Happy day-after elections. Here is the Utah Senate roster for the 57th Legislature. Those who were just elected (or re-elected) are in bold :
1 - Fred Fife
2 - Scott McCoy
3 - Gene Davis
4 - Patricia Jones
5 - Ed Mayne
6 - Michael Waddoups
7 - Ross Romero
8 - Carlene Walker
9 - Wayne Niederhauser
10 - Chris Buttars
11 - Howard Stephenson
12 - Brent Goodfellow
13 - Mark Madsen
14 - John Valentine
15 - Margaret Dayton
16 - Curtis Bramble
17 - Peter Knudson
18 - Jon Greiner
19 - Allen Christensen
20 - Scott Jenkins
21 - Sheldon Killpack
22 - Gregory Bell
23 - Dan Eastman
24 - Darin Peterson
25 - Lyle Hillyard
26 - Kevin Van Tassell
27 - Mike Dmitrich
28 - Dennis Stowell
29 - Bill Hickman
Note: Each "Legislature" is a two-year period. The 57th Legislature will serve during the 2007 and 2008 Legislative Sessions.

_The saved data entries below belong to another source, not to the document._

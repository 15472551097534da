//! Command-line element inspector
//!
//! Describes elements and element subtrees of an HTML file (parsed offline)
//! or of a live page loaded in Chrome/Chromium, printing JSON.

use anyhow::{Context, bail};
use clap::{Args, Parser, Subcommand};
use element_inspector::dom::{
    Document, LightChildren, PageSnapshot, Point, Rect, ShadowIncludingChildren, SnapshotNode, TreeFilter,
};
use element_inspector::highlight::{
    HighlightStyle, Highlighter, HighlighterMap, HighlighterRegistry, Inspector, OverlayHighlighter,
};
use element_inspector::tools::utils::normalize_url;
use element_inspector::{BrowserSession, LaunchOptions};
use serde_json::{Value, json};
use std::path::PathBuf;

const HIGHLIGHTER_ID: &str = "cli";

#[derive(Parser)]
#[command(name = "element-inspector")]
#[command(version)]
#[command(about = "Describe page elements and element subtrees", long_about = None)]
struct Cli {
    #[command(flatten)]
    source: Source,

    /// Layout rectangle for an HTML file element, as SELECTOR=TOP,LEFT,WIDTH,HEIGHT (repeatable)
    #[arg(long = "rect", value_name = "SPEC", value_parser = parse_rect)]
    rects: Vec<(String, Rect)>,

    /// Viewport of an HTML file, as WIDTHxHEIGHT
    #[arg(long, value_name = "SIZE", value_parser = parse_viewport)]
    viewport: Option<(f64, f64)>,

    /// Launch the browser with a visible window
    #[arg(long, short = 'H')]
    headed: bool,

    /// Print compact JSON
    #[arg(long)]
    compact: bool,

    #[command(subcommand)]
    command: Command,
}

#[derive(Args)]
#[group(required = true, multiple = false)]
struct Source {
    /// HTML file to inspect offline
    #[arg(long, value_name = "PATH")]
    file: Option<PathBuf>,

    /// Page to load in Chrome and inspect
    #[arg(long, value_name = "URL")]
    url: Option<String>,
}

#[derive(Subcommand)]
enum Command {
    /// Describe the first element matching a selector
    Data {
        selector: String,

        /// Describe every match in document order
        #[arg(long)]
        all: bool,
    },
    /// Print the element tree under a root element
    Tree {
        #[arg(long, default_value = "body")]
        root: String,

        /// Keep only children matching this selector
        #[arg(long)]
        filter: Option<String>,

        /// Walk shadow roots before light children
        #[arg(long)]
        shadow: bool,
    },
    /// Describe the topmost element at a viewport point
    AtPoint { x: f64, y: f64 },
    /// Describe descendants of the element matching TARGET that match SELECTOR
    Children { target: String, selector: String },
}

fn parse_rect(value: &str) -> Result<(String, Rect), String> {
    let (selector, numbers) = value
        .rsplit_once('=')
        .ok_or_else(|| format!("expected SELECTOR=TOP,LEFT,WIDTH,HEIGHT, got '{}'", value))?;

    let numbers = numbers
        .split(',')
        .map(|n| n.trim().parse::<f64>().map_err(|e| format!("invalid number '{}': {}", n, e)))
        .collect::<Result<Vec<_>, _>>()?;

    match numbers.as_slice() {
        [top, left, width, height] => Ok((selector.trim().to_string(), Rect::new(*top, *left, *width, *height))),
        _ => Err(format!("expected 4 numbers, got {}", numbers.len())),
    }
}

fn parse_viewport(value: &str) -> Result<(f64, f64), String> {
    let (width, height) = value
        .split_once('x')
        .ok_or_else(|| format!("expected WIDTHxHEIGHT, got '{}'", value))?;
    let width = width.parse::<f64>().map_err(|e| e.to_string())?;
    let height = height.parse::<f64>().map_err(|e| e.to_string())?;
    Ok((width, height))
}

/// Run a command against any document, using the `cli` highlighter for targeting
fn run<D, R>(inspector: &mut Inspector<D, R>, command: &Command) -> anyhow::Result<Value>
where
    D: Document,
    R: HighlighterRegistry,
    R::Highlighter: Highlighter<Node = D::Node>,
{
    let value = match command {
        Command::Data { selector, all: false } => serde_json::to_value(inspector.element_data(selector.as_str())?)?,
        Command::Data { selector, all: true } => {
            let Some(root) = inspector.document().query_selector(":root")? else {
                return Ok(json!([]));
            };
            let matches = inspector.document().query_selector_all(&root, selector)?;
            serde_json::to_value(inspector.elements_data(matches)?)?
        }
        Command::Tree { root, filter, shadow } => {
            let filter = filter.as_deref().map_or(TreeFilter::All, TreeFilter::selector);
            let tree = if *shadow {
                inspector.element_node_tree_data(&ShadowIncludingChildren, root.as_str(), &filter)?
            } else {
                inspector.element_node_tree_data(&LightChildren, root.as_str(), &filter)?
            };
            serde_json::to_value(tree)?
        }
        Command::AtPoint { x, y } => {
            inspector.highlight_element_at_point(HIGHLIGHTER_ID, Point::new(*x, *y))?;
            serde_json::to_value(inspector.get_highlighter_target_data(HIGHLIGHTER_ID)?)?
        }
        Command::Children { target, selector } => {
            inspector.highlight_element_for_selector(HIGHLIGHTER_ID, target)?;
            serde_json::to_value(inspector.get_highlighter_target_children_data(HIGHLIGHTER_ID, selector)?)?
        }
    };
    Ok(value)
}

fn inspect_file(cli: &Cli, path: &PathBuf) -> anyhow::Result<Value> {
    let html = std::fs::read_to_string(path).with_context(|| format!("Failed to read {}", path.display()))?;

    let mut page = PageSnapshot::parse(&html);
    if let Some((width, height)) = cli.viewport {
        page = page.with_viewport(width, height);
    }
    for (selector, rect) in &cli.rects {
        page.set_rect(selector, *rect)?;
    }

    let mut highlighters: HighlighterMap<OverlayHighlighter<SnapshotNode>> = HighlighterMap::new();
    highlighters.insert(HIGHLIGHTER_ID, OverlayHighlighter::new())?;

    let mut inspector = Inspector::new(&page, highlighters);
    run(&mut inspector, &cli.command)
}

fn inspect_url(cli: &Cli, url: &str) -> anyhow::Result<Value> {
    if !cli.rects.is_empty() || cli.viewport.is_some() {
        bail!("--rect and --viewport only apply to --file; a live page has its own layout");
    }

    let mut session = BrowserSession::launch(LaunchOptions::new().headless(!cli.headed))?;
    session.navigate(&normalize_url(url))?;
    session.wait_for_navigation()?;
    session.create_highlighter(HIGHLIGHTER_ID, HighlightStyle::default())?;

    let result = run(&mut session.inspector()?, &cli.command);
    if let Err(e) = session.close() {
        log::debug!("Failed to close browser session: {}", e);
    }
    result
}

fn main() -> anyhow::Result<()> {
    env_logger::Builder::from_env(env_logger::Env::default().default_filter_or("warn")).init();

    let cli = Cli::parse();
    let value = match (&cli.source.file, &cli.source.url) {
        (Some(path), _) => inspect_file(&cli, path)?,
        (None, Some(url)) => inspect_url(&cli, url)?,
        (None, None) => bail!("either --file or --url is required"),
    };

    let output = if cli.compact { serde_json::to_string(&value)? } else { serde_json::to_string_pretty(&value)? };
    println!("{}", output);
    Ok(())
}
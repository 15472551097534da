//! Offline page snapshots
//!
//! A [`PageSnapshot`] is an HTML document parsed into memory, paired with
//! explicitly assigned layout rectangles and a viewport. It implements
//! [`Document`] so every inspector operation can run without a browser.
//!
//! Declarative shadow roots (`<template shadowrootmode="open">`, or the older
//! `shadowroot` attribute) are treated as the host's shadow root: they are
//! hidden from light DOM children and from document queries, and surface
//! through [`Document::shadow_child_nodes`]. Content of any other `<template>`
//! is inert, as in a browser: it has no child nodes and queries skip it.

use crate::dom::document::{Document, NodeType};
use crate::dom::element::{Point, Rect};
use crate::error::{InspectorError, Result};
use ego_tree::{NodeId, NodeRef};
use indexmap::IndexMap;
use scraper::{ElementRef, Html, Node, Selector};
use std::collections::HashMap;

/// Node handle for snapshot documents
pub type SnapshotNode = NodeId;

/// Default viewport, matching the default browser window size
pub const DEFAULT_VIEWPORT: (f64, f64) = (1280.0, 720.0);

/// In-memory document parsed from HTML
#[derive(Debug, Clone)]
pub struct PageSnapshot {
    html: Html,
    layout: HashMap<NodeId, Rect>,
    viewport_width: f64,
    viewport_height: f64,
}

impl PageSnapshot {
    /// Parse a full HTML document
    pub fn parse(html: &str) -> Self {
        Self {
            html: Html::parse_document(html),
            layout: HashMap::new(),
            viewport_width: DEFAULT_VIEWPORT.0,
            viewport_height: DEFAULT_VIEWPORT.1,
        }
    }

    /// Builder method: set viewport size
    pub fn with_viewport(mut self, width: f64, height: f64) -> Self {
        self.viewport_width = width;
        self.viewport_height = height;
        self
    }

    pub fn viewport(&self) -> (f64, f64) {
        (self.viewport_width, self.viewport_height)
    }

    /// Assign a layout rectangle to the first element matching `selector`
    pub fn set_rect(&mut self, selector: &str, rect: Rect) -> Result<()> {
        let node = self
            .query_selector(selector)?
            .ok_or_else(|| InspectorError::ElementNotFound(selector.to_string()))?;
        self.layout.insert(node, rect);
        Ok(())
    }

    /// Assign a layout rectangle to a node
    pub fn set_node_rect(&mut self, node: SnapshotNode, rect: Rect) {
        self.layout.insert(node, rect);
    }

    /// The `<html>` element
    pub fn document_element(&self) -> Option<SnapshotNode> {
        self.html
            .tree
            .root()
            .children()
            .find(|child| child.value().is_element())
            .map(|child| child.id())
    }

    fn node(&self, id: SnapshotNode) -> Result<NodeRef<'_, Node>> {
        self.html
            .tree
            .get(id)
            .ok_or_else(|| InspectorError::ElementNotFound(format!("No snapshot node {:?}", id)))
    }

    fn element(&self, id: SnapshotNode) -> Result<ElementRef<'_>> {
        ElementRef::wrap(self.node(id)?)
            .ok_or_else(|| InspectorError::InvalidArgument(format!("Snapshot node {:?} is not an element", id)))
    }

    /// Selector matches under `scope`, skipping shadow roots and inert template contents
    fn select_within<'a>(&'a self, scope: NodeRef<'a, Node>, selector: &str) -> Result<Vec<SnapshotNode>> {
        let selector = parse_selector(selector)?;
        if is_template(scope) {
            return Ok(Vec::new());
        }
        let scope_id = scope.id();

        Ok(scope
            .descendants()
            .skip(1)
            .filter_map(ElementRef::wrap)
            .filter(|element| selector.matches(element))
            .filter(|element| !hidden_below(**element, scope_id))
            .map(|element| element.id())
            .collect())
    }
}

fn parse_selector(selector: &str) -> Result<Selector> {
    Selector::parse(selector).map_err(|e| InspectorError::invalid_selector(selector, format!("{:?}", e)))
}

fn is_template(node: NodeRef<'_, Node>) -> bool {
    node.value().as_element().is_some_and(|element| element.name() == "template")
}

fn is_shadow_root_template(node: NodeRef<'_, Node>) -> bool {
    node.value().as_element().is_some_and(|element| {
        element.name() == "template"
            && (element.attr("shadowrootmode").is_some() || element.attr("shadowroot").is_some())
    })
}

/// Content of a template. The parser keeps it in a fragment child of the
/// template element; children placed directly under it are taken as they are.
fn template_contents(template: NodeRef<'_, Node>) -> Vec<SnapshotNode> {
    let mut contents = Vec::new();
    for child in template.children() {
        match child.value() {
            Node::Fragment => contents.extend(child.children().map(|c| c.id())),
            _ => contents.push(child.id()),
        }
    }
    contents
}

/// Whether `node` is out of reach of queries made from `scope`: a shadow
/// root template itself, or anything inside a template's content
fn hidden_below(node: NodeRef<'_, Node>, scope: NodeId) -> bool {
    if is_shadow_root_template(node) {
        return true;
    }
    node.ancestors()
        .take_while(|ancestor| ancestor.id() != scope)
        .any(is_template)
}

impl Document for PageSnapshot {
    type Node = SnapshotNode;

    fn query_selector(&self, selector: &str) -> Result<Option<SnapshotNode>> {
        Ok(self.select_within(self.html.tree.root(), selector)?.into_iter().next())
    }

    fn query_selector_all(&self, scope: &SnapshotNode, selector: &str) -> Result<Vec<SnapshotNode>> {
        self.select_within(self.node(*scope)?, selector)
    }

    fn element_from_point(&self, point: Point) -> Result<Option<SnapshotNode>> {
        let in_viewport =
            point.x >= 0.0 && point.y >= 0.0 && point.x < self.viewport_width && point.y < self.viewport_height;
        if !in_viewport {
            return Ok(None);
        }

        // Later elements paint over earlier ones.
        let hit = self
            .html
            .tree
            .root()
            .descendants()
            .filter(|node| node.value().is_element())
            .filter(|node| !hidden_below(*node, self.html.tree.root().id()))
            .filter(|node| self.layout.get(&node.id()).is_some_and(|rect| rect.contains(point)))
            .last()
            .map(|node| node.id());

        Ok(hit.or_else(|| self.document_element()))
    }

    fn node_type(&self, node: &SnapshotNode) -> Result<NodeType> {
        let node_type = match self.node(*node)?.value() {
            Node::Document => NodeType::Document,
            Node::Fragment => NodeType::DocumentFragment,
            Node::Doctype(_) => NodeType::DocumentType,
            Node::Comment(_) => NodeType::Comment,
            Node::Text(_) => NodeType::Text,
            Node::Element(_) => NodeType::Element,
            Node::ProcessingInstruction(_) => NodeType::ProcessingInstruction,
        };
        Ok(node_type)
    }

    fn tag_name(&self, node: &SnapshotNode) -> Result<String> {
        Ok(self.element(*node)?.value().name().to_ascii_uppercase())
    }

    fn attributes(&self, node: &SnapshotNode) -> Result<IndexMap<String, String>> {
        Ok(self
            .element(*node)?
            .value()
            .attrs()
            .map(|(name, value)| (name.to_string(), value.to_string()))
            .collect())
    }

    fn bounding_rect(&self, node: &SnapshotNode) -> Result<Rect> {
        self.element(*node)?;
        Ok(self.layout.get(node).copied().unwrap_or_default())
    }

    fn child_nodes(&self, node: &SnapshotNode) -> Result<Vec<SnapshotNode>> {
        let node = self.node(*node)?;
        // a template's children live in its content fragment, not in the tree
        if is_template(node) {
            return Ok(Vec::new());
        }
        Ok(node
            .children()
            .filter(|child| !is_shadow_root_template(*child))
            .map(|child| child.id())
            .collect())
    }

    fn shadow_child_nodes(&self, node: &SnapshotNode) -> Result<Option<Vec<SnapshotNode>>> {
        Ok(self
            .node(*node)?
            .children()
            .find(|child| is_shadow_root_template(*child))
            .map(template_contents))
    }

    fn matches(&self, node: &SnapshotNode, selector: &str) -> Result<bool> {
        let selector = parse_selector(selector)?;
        Ok(ElementRef::wrap(self.node(*node)?).is_some_and(|element| selector.matches(&element)))
    }
}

Anonymous Anonymous said...

I'm rather bothered by the very few women on the list Come on Utah... what's with you?

11/09/2006 4:04 PM  
Anonymous Carlene Walker said...

I think some of the nationwide anti-Bush sentiment spilled over into Utah to the extent that Republicans challenging Democrats faced even more of an uphill battle than usual. Two excellent Republican women lost their races this year. I don’t think the votes against them were anti-women; I think they were anti-Republican.

In total, four women ran for the Utah Senate. Two of them won (one Democrat and one Republican) and two of them lost.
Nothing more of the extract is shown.